Os que se amontoavam junto à janela ainda estavam atônitos com o estalo da bofetada, quando o médico, sentado no quarto, levantou-se furioso, apontando-lhe o dedo e bradando: “Vocês da família Zhou não têm mais vergonha? Se não fosse por mim, que vigio esse doente dia e noite, Zhou Mingshu já teria morrido! Agora, que a casa desmorona, querem me prender? Não há mais lei neste lugar?”
O médico, indignado, agarrou sua caixa de remédios e saiu resmungando, mas, ao escapar dos olhares, um lampejo de pânico cruzou-lhe os olhos.
Os presentes, ouvindo tais palavras, apressaram-se em barrar-lhe a saída, desfiando elogios e súplicas:
“Doutor Sheng, não se ofenda com uma criancinha, ela é jovem e tola, não se compare com ela!”
“É isso mesmo, o senhor é o melhor médico da cidade. Se for embora, terá coragem de ver nosso jovem mestre morrer diante de seus olhos...?”
“Sim, sim, fique tranquilo, nós a repreenderemos como merece, mas por favor, permaneça.”
Zhou Ziwei cruzou os braços, um sorriso de escárnio bailando nos lábios, e lançou um olhar frio ao homem no leito, já se preparando para sair.
“Pare!”
Um berro cortante subitamente ressoou; todos se calaram e voltaram os olhos para o leito. Zhou Ziwei também deteve os passos e voltou-se para Zhou Mingshu.

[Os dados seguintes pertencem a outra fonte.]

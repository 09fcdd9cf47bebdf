#![no_std]

#[macro_use]
extern crate alloc;

#[cfg(feature = "std")]
extern crate std;

pub mod parse;
pub mod tags;
pub mod universal;

pub use parse::{InflectionalGroup, MetamorphicParse, MorphologicalParse};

O jovem, com esforço, forçou um único som: “Saiam!”
De súbito, todos compreenderam; olharam-na com crescente hostilidade, alguns chegando a ordenar que ela se retirasse.
“Ouviu? Ainda não vai embora? Uma donzela desrespeitando a mulher do próprio irmão — que escândalo!”

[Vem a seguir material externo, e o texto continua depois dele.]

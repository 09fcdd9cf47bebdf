use rkyv::{Archive, Deserialize, Serialize};

#[cfg(feature = "serde")]
use serde::{Deserialize as SerdeDeserialize, Serialize as SerdeSerialize};

use annotation_morph::{MetamorphicParse, MorphologicalParse};
use annotation_protocol::{
    Argument, FrameElement, LayerFlags, LayerKind, NamedEntityType, Polarity, Slot,
    UniversalDependencyRelation,
};

/// A single decoded layer value.
#[derive(Debug, Clone, PartialEq, Eq)]
pub enum AnnotationLayer {
    MorphologicalAnalysis(MorphologicalParse),
    MetaMorphemes(MetamorphicParse),
    Semantics(String),
    NamedEntity(NamedEntityType),
    Propbank(Argument),
    Framenet(FrameElement),
    ShallowParse(String),
    UniversalDependency(UniversalDependencyRelation),
    Slot(Slot),
    Polarity(Polarity),
    Ccg(String),
    PosTag(String),
}

impl AnnotationLayer {
    pub fn kind(&self) -> LayerKind {
        match self {
            AnnotationLayer::MorphologicalAnalysis(_) => LayerKind::MorphologicalAnalysis,
            AnnotationLayer::MetaMorphemes(_) => LayerKind::MetaMorphemes,
            AnnotationLayer::Semantics(_) => LayerKind::Semantics,
            AnnotationLayer::NamedEntity(_) => LayerKind::NamedEntity,
            AnnotationLayer::Propbank(_) => LayerKind::Propbank,
            AnnotationLayer::Framenet(_) => LayerKind::Framenet,
            AnnotationLayer::ShallowParse(_) => LayerKind::ShallowParse,
            AnnotationLayer::UniversalDependency(_) => LayerKind::UniversalDependency,
            AnnotationLayer::Slot(_) => LayerKind::Slot,
            AnnotationLayer::Polarity(_) => LayerKind::Polarity,
            AnnotationLayer::Ccg(_) => LayerKind::Ccg,
            AnnotationLayer::PosTag(_) => LayerKind::PosTag,
        }
    }
}

/// At most one value per layer kind. Field order follows the canonical
/// output order.
#[derive(Debug, Clone, Default, PartialEq, Eq, Archive, Serialize, Deserialize)]
#[cfg_attr(feature = "serde", derive(SerdeDeserialize, SerdeSerialize))]
#[archive(check_bytes)]
pub struct LayerSet {
    pub parse: Option<MorphologicalParse>,
    pub metamorphic_parse: Option<MetamorphicParse>,
    pub semantic: Option<String>,
    pub named_entity: Option<NamedEntityType>,
    pub argument: Option<Argument>,
    pub frame_element: Option<FrameElement>,
    pub shallow_parse: Option<String>,
    pub universal_dependency: Option<UniversalDependencyRelation>,
    pub slot: Option<Slot>,
    pub polarity: Option<Polarity>,
    pub ccg: Option<String>,
    pub pos_tag: Option<String>,
}

impl LayerSet {
    pub fn new() -> Self {
        Self::default()
    }

    /// Stores `layer`, replacing any earlier value of the same kind.
    pub fn insert(&mut self, layer: AnnotationLayer) {
        match layer {
            AnnotationLayer::MorphologicalAnalysis(v) => self.parse = Some(v),
            AnnotationLayer::MetaMorphemes(v) => self.metamorphic_parse = Some(v),
            AnnotationLayer::Semantics(v) => self.semantic = Some(v),
            AnnotationLayer::NamedEntity(v) => self.named_entity = Some(v),
            AnnotationLayer::Propbank(v) => self.argument = Some(v),
            AnnotationLayer::Framenet(v) => self.frame_element = Some(v),
            AnnotationLayer::ShallowParse(v) => self.shallow_parse = Some(v),
            AnnotationLayer::UniversalDependency(v) => self.universal_dependency = Some(v),
            AnnotationLayer::Slot(v) => self.slot = Some(v),
            AnnotationLayer::Polarity(v) => self.polarity = Some(v),
            AnnotationLayer::Ccg(v) => self.ccg = Some(v),
            AnnotationLayer::PosTag(v) => self.pos_tag = Some(v),
        }
    }

    pub fn clear(&mut self, kind: LayerKind) {
        match kind {
            LayerKind::MorphologicalAnalysis => self.parse = None,
            LayerKind::MetaMorphemes => self.metamorphic_parse = None,
            LayerKind::Semantics => self.semantic = None,
            LayerKind::NamedEntity => self.named_entity = None,
            LayerKind::Propbank => self.argument = None,
            LayerKind::Framenet => self.frame_element = None,
            LayerKind::ShallowParse => self.shallow_parse = None,
            LayerKind::UniversalDependency => self.universal_dependency = None,
            LayerKind::Slot => self.slot = None,
            LayerKind::Polarity => self.polarity = None,
            LayerKind::Ccg => self.ccg = None,
            LayerKind::PosTag => self.pos_tag = None,
        }
    }

    /// The value of `kind` exactly as it is written inside `{type=value}`.
    pub fn value(&self, kind: LayerKind) -> Option<String> {
        match kind {
            LayerKind::MorphologicalAnalysis => self.parse.as_ref().map(ToString::to_string),
            LayerKind::MetaMorphemes => self.metamorphic_parse.as_ref().map(ToString::to_string),
            LayerKind::Semantics => self.semantic.clone(),
            LayerKind::NamedEntity => self.named_entity.map(|ne| ne.as_str().to_owned()),
            LayerKind::Propbank => self.argument.as_ref().map(ToString::to_string),
            LayerKind::Framenet => self.frame_element.as_ref().map(ToString::to_string),
            LayerKind::ShallowParse => self.shallow_parse.clone(),
            LayerKind::UniversalDependency => self
                .universal_dependency
                .as_ref()
                .map(|ud| format!("{}${}", ud.to(), ud.label())),
            LayerKind::Slot => self.slot.as_ref().map(ToString::to_string),
            LayerKind::Polarity => self.polarity.map(|p| p.as_str().to_owned()),
            LayerKind::Ccg => self.ccg.clone(),
            LayerKind::PosTag => self.pos_tag.clone(),
        }
    }

    pub fn contains(&self, kind: LayerKind) -> bool {
        match kind {
            LayerKind::MorphologicalAnalysis => self.parse.is_some(),
            LayerKind::MetaMorphemes => self.metamorphic_parse.is_some(),
            LayerKind::Semantics => self.semantic.is_some(),
            LayerKind::NamedEntity => self.named_entity.is_some(),
            LayerKind::Propbank => self.argument.is_some(),
            LayerKind::Framenet => self.frame_element.is_some(),
            LayerKind::ShallowParse => self.shallow_parse.is_some(),
            LayerKind::UniversalDependency => self.universal_dependency.is_some(),
            LayerKind::Slot => self.slot.is_some(),
            LayerKind::Polarity => self.polarity.is_some(),
            LayerKind::Ccg => self.ccg.is_some(),
            LayerKind::PosTag => self.pos_tag.is_some(),
        }
    }

    pub fn kinds(&self) -> LayerFlags {
        LayerKind::ALL
            .into_iter()
            .filter(|kind| self.contains(*kind))
            .fold(LayerFlags::empty(), |flags, kind| flags | kind.flag())
    }

    pub fn is_empty(&self) -> bool {
        self.kinds().is_empty()
    }

    /// Present layers in canonical order, paired with their written values.
    pub fn values(&self) -> impl Iterator<Item = (LayerKind, String)> + '_ {
        LayerKind::ALL
            .into_iter()
            .filter_map(move |kind| self.value(kind).map(|value| (kind, value)))
    }
}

“Exatamente! O jovem mestre já falou, por que não sai? Que mais pretende?”
“Vá logo! Se irritar ainda mais o jovem mestre e agravar sua doença, então a família Zhou estará perdida!”
A concubina de rosa, perspicaz, logo entendeu a situação. Olhou Zhou Mingshu de soslaio, fingindo timidez: “Jovem mestre, sei que se compadece de mim, que deseja defender-me. Mas, afinal, ela é tua irmã; seria indelicado expulsá-la. Permita, ao menos, que eu lhe devolva o agravo.”
Zhou Ziwei observava a cena, quase buscando sementes de girassol com Wang Ma para assistir ao espetáculo.
Zhou Mingshu, tomado de ira, empalideceu, veias saltando no pescoço, e, reunindo toda a força, bradou: “Prendam-no! Vocês — saiam!”
Todos se entreolharam, perplexos.
Zhou Ziwei levou a mão à testa e, dirigindo-se ao irmão, disse: “Expulse-os, mantenha o médico preso, deixe-me ficar e feche a porta. Se concorda comigo, apenas acene com a cabeça.”
Os olhos de Zhou Mingshu brilharam, ele acenou com entusiasmo.
Os rostos de todos mudaram de cor, sobretudo o da concubina de rosa, que, de tão contrariada, quase chorou antes de bater os pés e sair correndo.
Os demais, ainda que a contragosto, seguiram as ordens do jovem mestre: amarraram o médico e o jogaram no galpão, fecharam a porta e se postaram no pátio.
Zhou Ziwei olhou pela janela o pátio vazio, arrastou um banco e sentou-se ao lado de Zhou Mingshu, fitando-o com solenidade: “Irmão, sabes por que a família Zhou chegou a este ponto? Agora, a capital pertence ao príncipe herdeiro; caindo nosso pai, fomos como uma árvore partida ao meio. Ainda que te tornasses um erudito laureado, não escaparíamos das maquinações alheias.”
Ouvindo tais palavras, o olhar de Zhou Mingshu turvou-se. Outrora, a família Zhou fora próspera, e seu pai, honrado e elevado; mas, no fim, que destino tiveram?